Travis CI enables package authors to continually ensure their package always build and
passes associated unit tests. 

Whenever a commit is pushed to a git repository that contains an R package, 
Travis CI attempts to build the associated R package (see 
[r-travis](https://github.com/craigcitro/r-travis) for R specific examples).
This ensures the repository 
always contains a working package. This vignette describes a modification to the standard
Travis CI workflow. If a package build is successful, the package is then
pushed to a [drat](http://dirk.eddelbuettel.com/code/drat.html) repository.


## Preliminaries

Unsurprisingly in order to integrate Travis CI with drat, you must first to have a 
[drat](https://github.com/eddelbuettel/drat) repository and secondly add 
[Travis CI](https://github.com/craigcitro/r-travis) support to that repository.


## Workflow

1. To allow Travis CI to push to your GitHub repository, we need to 
generate a GitHub [API token](https://github.com/settings/tokens/new).
After re-entering your password, just select `repo`, or
if your repository is public, select `public_repo`. GitHub will create the token 
and give you a chance to copy it down.

1. Travis CI will then [encrypt](http://docs.travis-ci.com/user/encryption-keys/) this token. 
The short story is:
```sh
# Install Ruby first. This may require sudo
gem install travis
```
If `sudo` is not available, you can do a local install
```sh
# Look at ~/.gem/
gem install --user-install travis
```
1. `cd` to the R package directory and run
```sh
travis encrypt GH_TOKEN=$MY_ACCESS_TOKEN --add env.global
```
where `$MY_ACCESS_TOKEN` is your access token. The `--add env.global` automatically adds the token to your `.travis.yml` file.
1. Add the `deploy.sh` shell script to your repository and edit appropriately. An example
is found at the end of this vignette and also in the 
[dratTravis](https://github.com/csgillespie/dratTravis) repository.

1. Add the lines
```
    after_success:
      - test $TRAVIS_PULL_REQUEST == "false" && 
        test $TRAVIS_BRANCH == "master" && 
        bash deploy.sh
```
    to your `.travis.yml` file.

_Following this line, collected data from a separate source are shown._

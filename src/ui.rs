//! Layout and drawing: board, sidebar (next preview, stats, controls), start / pause / game-over overlays.

use crate::game::{Game, Status};
use crate::grid::Cell;
use crate::piece::Piece;
use crate::theme::Theme;
use ratatui::Frame;
use ratatui::layout::{Alignment, Constraint, Direction, Layout, Position, Rect};
use ratatui::style::{Color, Modifier, Style};
use ratatui::text::{Line, Span, Text};
use ratatui::widgets::{Block, Borders, Clear, Paragraph, Widget};
use std::collections::HashSet;
use std::time::Instant;
use tachyonfx::{
    CellFilter, Duration as TfxDuration, Effect, EffectRenderer, Interpolation, fx, ref_count,
};

/// Each grid cell is two terminal columns wide so blocks look square.
const CELL_WIDTH: u16 = 2;
const CELL_HEIGHT: u16 = 1;
const BLOCK: &str = "██";

const SIDEBAR_WIDTH: u16 = 24;

/// Duration of the row flash after a line clear.
const LINE_CLEAR_FADE_MS: u32 = 180;

/// Next preview: room for the widest (4) and tallest (2) spawn shape.
const NEXT_PREVIEW_COLS: u16 = 4;
const NEXT_PREVIEW_ROWS: u16 = 2;

/// Outer size (with border) of the board for a grid.
fn board_outer_size(cols: usize, rows: usize) -> (u16, u16) {
    (
        board_span(cols, CELL_WIDTH).saturating_add(2),
        board_span(rows, CELL_HEIGHT).saturating_add(2),
    )
}

/// Terminal cells covered by `n` grid cells of size `unit`, clamped to u16.
fn board_span(n: usize, unit: u16) -> u16 {
    u16::try_from(n).unwrap_or(u16::MAX).saturating_mul(unit)
}

/// Brief flash over rows that were just cleared.
#[derive(Default)]
pub struct LineClearFlash {
    rows: Vec<usize>,
    effect: Option<Effect>,
    last_process: Option<Instant>,
}

impl LineClearFlash {
    pub fn start(&mut self, rows: Vec<usize>) {
        self.rows = rows;
        self.effect = None;
        self.last_process = None;
    }

    pub fn is_active(&self) -> bool {
        !self.rows.is_empty()
    }

    /// Drop the effect once it has run to completion.
    pub fn finish_if_done(&mut self) {
        if self.effect.as_ref().is_some_and(Effect::done) {
            *self = Self::default();
        }
    }
}

/// Board rect (inside border) for the centred game layout in `area`.
fn board_rect(area: Rect, game: &Game) -> Rect {
    let (cols, rows) = (game.grid().cols(), game.grid().rows());
    let (bw, bh) = board_outer_size(cols, rows);
    let total_w = bw.saturating_add(SIDEBAR_WIDTH);
    let x = area.x + area.width.saturating_sub(total_w) / 2;
    let y = area.y + area.height.saturating_sub(bh) / 2;
    Rect {
        x: x.saturating_add(1),
        y: y.saturating_add(1),
        width: board_span(cols, CELL_WIDTH).min(area.width.saturating_sub(2)),
        height: board_span(rows, CELL_HEIGHT).min(area.height.saturating_sub(2)),
    }
}

/// Draw the whole screen for the current game status.
pub fn draw(frame: &mut Frame, game: &Game, theme: &Theme, flash: &mut LineClearFlash, now: Instant) {
    let area = frame.area();
    draw_game(frame, game, theme, area);
    if flash.is_active() {
        apply_line_clear_effect(frame, game, theme, area, flash, now);
    }
    match game.status() {
        Status::NotStarted => draw_start_overlay(frame, theme, area),
        Status::Running => {}
        Status::Paused => draw_pause_overlay(frame, theme, area),
        Status::GameOver => draw_game_over(frame, game, theme, area),
    }
}

fn apply_line_clear_effect(
    frame: &mut Frame,
    game: &Game,
    theme: &Theme,
    area: Rect,
    flash: &mut LineClearFlash,
    now: Instant,
) {
    let board = board_rect(area, game);
    let delta = flash
        .last_process
        .map(|t| now.saturating_duration_since(t))
        .unwrap_or(std::time::Duration::ZERO);
    let delta_ms = delta.as_millis().min(u32::MAX as u128) as u32;
    flash.last_process = Some(now);

    if flash.effect.is_none() {
        let ys: HashSet<u16> = flash
            .rows
            .iter()
            .map(|&r| board.y.saturating_add(board_span(r, CELL_HEIGHT)))
            .collect();
        let filter = CellFilter::PositionFn(ref_count(move |pos: Position| ys.contains(&pos.y)));
        let effect = fx::fade_to(
            theme.title,
            Color::White,
            (LINE_CLEAR_FADE_MS, Interpolation::Linear),
        )
        .with_filter(filter)
        .with_area(board);
        flash.effect = Some(effect);
    }

    if let Some(effect) = flash.effect.as_mut() {
        frame.render_effect(effect, board, TfxDuration::from_millis(delta_ms));
    }
}

/// Board + sidebar, centred in `area`.
fn draw_game(frame: &mut Frame, game: &Game, theme: &Theme, area: Rect) {
    let (bw, bh) = board_outer_size(game.grid().cols(), game.grid().rows());
    let total_w = bw.saturating_add(SIDEBAR_WIDTH);

    let horiz = Layout::default()
        .direction(Direction::Horizontal)
        .constraints([
            Constraint::Fill(1),
            Constraint::Length(total_w),
            Constraint::Fill(1),
        ])
        .split(area);
    let vert = Layout::default()
        .direction(Direction::Vertical)
        .constraints([
            Constraint::Fill(1),
            Constraint::Length(bh),
            Constraint::Fill(1),
        ])
        .split(horiz[1]);
    let inner = Layout::default()
        .direction(Direction::Horizontal)
        .constraints([Constraint::Length(bw), Constraint::Length(SIDEBAR_WIDTH)])
        .split(vert[1]);

    draw_board(frame, game, theme, inner[0]);
    draw_sidebar(frame, game, theme, inner[1]);
}

fn draw_board(frame: &mut Frame, game: &Game, theme: &Theme, area: Rect) {
    let block = Block::default()
        .borders(Borders::ALL)
        .border_style(Style::default().fg(theme.div_line).bg(theme.bg))
        .title(Span::styled(" Blockfall ", theme.title));
    let inner = block.inner(area);
    block.render(area, frame.buffer_mut());

    let buf = frame.buffer_mut();
    let empty = Style::default().bg(theme.bg);
    for (row, cells) in game.grid().iter_rows().enumerate() {
        for (col, cell) in cells.iter().enumerate() {
            let style = match cell {
                Cell::Block(id) => {
                    let c = theme.piece_color(*id);
                    Style::default().fg(c).bg(theme.bg)
                }
                Cell::Empty => empty,
            };
            let symbol = if cell.is_empty() { "  " } else { BLOCK };
            put_cell(buf, inner, row as i32, col as i32, symbol, style);
        }
    }

    if let Some(piece) = game.current() {
        let style = Style::default().fg(theme.piece_color(piece.color_id())).bg(theme.bg);
        for (row, col) in piece.cells() {
            put_cell(buf, inner, row, col, BLOCK, style);
        }
    }
}

/// Write one grid cell; silently skips cells outside `board` (e.g. above the top row).
fn put_cell(
    buf: &mut ratatui::buffer::Buffer,
    board: Rect,
    row: i32,
    col: i32,
    symbol: &str,
    style: Style,
) {
    let (Ok(row), Ok(col)) = (usize::try_from(row), usize::try_from(col)) else {
        return;
    };
    let x = board.x.saturating_add(board_span(col, CELL_WIDTH));
    let y = board.y.saturating_add(board_span(row, CELL_HEIGHT));
    if x.saturating_add(CELL_WIDTH) <= board.right() && y < board.bottom() {
        buf.set_string(x, y, symbol, style);
    }
}

fn sidebar_block(theme: &Theme) -> Block<'static> {
    Block::default()
        .borders(Borders::ALL)
        .border_style(Style::default().fg(theme.div_line).bg(theme.bg))
}

fn draw_sidebar(frame: &mut Frame, game: &Game, theme: &Theme, area: Rect) {
    let title_style = Style::default().fg(theme.title);
    let fg_style = Style::default().fg(theme.main_fg);
    let dim_style = Style::default().fg(theme.inactive_fg);

    let chunks = Layout::default()
        .direction(Direction::Vertical)
        .constraints([
            Constraint::Length(5), // Next (border + title + preview)
            Constraint::Length(1), // gap
            Constraint::Length(6), // Stats
            Constraint::Length(1), // gap
            Constraint::Min(0),    // Controls
        ])
        .split(area);

    // --- Next ---
    let next_block = sidebar_block(theme);
    let next_inner = next_block.inner(chunks[0]);
    next_block.render(chunks[0], frame.buffer_mut());
    let next_layout = Layout::default()
        .direction(Direction::Vertical)
        .constraints([Constraint::Length(1), Constraint::Length(NEXT_PREVIEW_ROWS)])
        .split(next_inner);
    Paragraph::new(Line::from(Span::styled("Next", title_style)))
        .render(next_layout[0], frame.buffer_mut());
    draw_next_preview(frame, game.next(), theme, next_layout[1]);

    // --- Stats ---
    let stats_block = sidebar_block(theme);
    let stats_inner = stats_block.inner(chunks[2]);
    stats_block.render(chunks[2], frame.buffer_mut());
    let progress = game.progress();
    let stat = |label: &'static str, value: String| {
        Line::from(vec![
            Span::styled(label, title_style),
            Span::styled(value, fg_style),
        ])
    };
    let stats = vec![
        stat("Score: ", progress.score.to_string()),
        stat("Level: ", progress.level.to_string()),
        stat("Lines: ", progress.lines.to_string()),
        stat("Speed: ", format!("{} ms", game.drop_interval().as_millis())),
    ];
    Paragraph::new(Text::from(stats)).render(stats_inner, frame.buffer_mut());

    // --- Controls ---
    let controls_block = sidebar_block(theme);
    let controls_inner = controls_block.inner(chunks[4]);
    controls_block.render(chunks[4], frame.buffer_mut());
    let controls = vec![
        Line::from(Span::styled("Controls", title_style)),
        Line::from(Span::styled("←/→ h/l  Move", dim_style)),
        Line::from(Span::styled("↑ k      Rotate", dim_style)),
        Line::from(Span::styled("↓ j      Soft drop", dim_style)),
        Line::from(Span::styled("Space    Hard drop", dim_style)),
        Line::from(Span::styled("P        Pause", dim_style)),
        Line::from(Span::styled("Enter/R  Restart", dim_style)),
        Line::from(Span::styled("Q        Quit", dim_style)),
    ];
    Paragraph::new(Text::from(controls)).render(controls_inner, frame.buffer_mut());
}

/// Next piece centred in a 4x2 cell box.
fn draw_next_preview(frame: &mut Frame, next: &Piece, theme: &Theme, area: Rect) {
    let shape = next.shape();
    let box_w = NEXT_PREVIEW_COLS * CELL_WIDTH;
    let off_x = (area.width.min(box_w)).saturating_sub(shape.width() as u16 * CELL_WIDTH) / 2;
    let off_y = NEXT_PREVIEW_ROWS.saturating_sub(shape.height() as u16) / 2;
    let origin = Rect {
        x: area.x + off_x,
        y: area.y + off_y,
        width: area.width.saturating_sub(off_x),
        height: area.height.saturating_sub(off_y),
    };
    let style = Style::default().fg(theme.piece_color(next.color_id()));
    for (row, col) in shape.cells() {
        put_cell(frame.buffer_mut(), origin, row as i32, col as i32, BLOCK, style);
    }
}

/// Centred popup with border, cleared background and the given lines.
fn draw_popup(frame: &mut Frame, theme: &Theme, area: Rect, width: u16, lines: Vec<Line<'static>>) {
    let height = lines.len() as u16 + 2;
    let popup = Rect {
        x: area.x + area.width.saturating_sub(width) / 2,
        y: area.y + area.height.saturating_sub(height) / 2,
        width: width.min(area.width),
        height: height.min(area.height),
    };
    Clear.render(popup, frame.buffer_mut());
    Paragraph::new(lines)
        .alignment(Alignment::Center)
        .style(Style::default().bg(theme.bg))
        .block(
            Block::default()
                .borders(Borders::ALL)
                .border_style(Style::default().fg(theme.div_line).bg(theme.bg)),
        )
        .render(popup, frame.buffer_mut());
}

fn draw_start_overlay(frame: &mut Frame, theme: &Theme, area: Rect) {
    let lines = vec![
        Line::from(""),
        Line::from(Span::styled(
            " BLOCKFALL ",
            Style::default()
                .fg(theme.title)
                .add_modifier(Modifier::BOLD),
        )),
        Line::from(""),
        Line::from(Span::styled(
            " Enter — Start    Q — Quit ",
            Style::default().fg(theme.main_fg),
        )),
        Line::from(""),
    ];
    draw_popup(frame, theme, area, 30, lines);
}

fn draw_pause_overlay(frame: &mut Frame, theme: &Theme, area: Rect) {
    let lines = vec![
        Line::from(""),
        Line::from(Span::styled(
            " Paused ",
            Style::default().fg(Color::Black).bg(Color::Yellow),
        )),
        Line::from(""),
        Line::from(Span::styled(
            " P — Resume    Q — Quit ",
            Style::default().fg(theme.main_fg),
        )),
    ];
    draw_popup(frame, theme, area, 28, lines);
}

fn draw_game_over(frame: &mut Frame, game: &Game, theme: &Theme, area: Rect) {
    let progress = game.progress();
    let fg = Style::default().fg(theme.main_fg);
    let lines = vec![
        Line::from(""),
        Line::from(Span::styled(
            " Game Over ",
            Style::default().fg(Color::White).bg(Color::Red),
        )),
        Line::from(""),
        Line::from(Span::styled(format!(" Score: {} ", progress.score), fg)),
        Line::from(Span::styled(format!(" Level: {} ", progress.level), fg)),
        Line::from(Span::styled(format!(" Lines: {} ", progress.lines), fg)),
        Line::from(""),
        Line::from(Span::styled(" R — Play again    Q — Quit ", fg)),
    ];
    draw_popup(frame, theme, area, 32, lines);
}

This means your `drat` repository is only updated
      - for successful builds;
      - only on the master branch;
      - and not for pull requests.
      
      
      
## Example `deploy.sh` script

```sh
#!/bin/bash
set -o errexit -o nounset
addToDrat(){
  PKG_REPO=$PWD

  cd ..; mkdir drat; cd drat

  ## Set up Repo parameters
  git init
  git config user.name "XXX YYY"
  git config user.email "XXXX@example.com"
  git config --global push.default simple

  ## Get drat repo
  git remote add upstream "https://$GH_TOKEN@github.com/GITHUB_USERNAME/drat.git"
  git fetch upstream 2>err.txt
  git checkout gh-pages

  Rscript -e "drat::insertPackage('$PKG_REPO/$PKG_TARBALL', \
    repodir = '.', \
    commit='Travis update: build $TRAVIS_BUILD_NUMBER')"
  git push 2> /tmp/err.txt

}
addToDrat
```

If you use a `docs/` directory in the main branch, omit `git checkout
gh-pages` and use `cd docs` instead.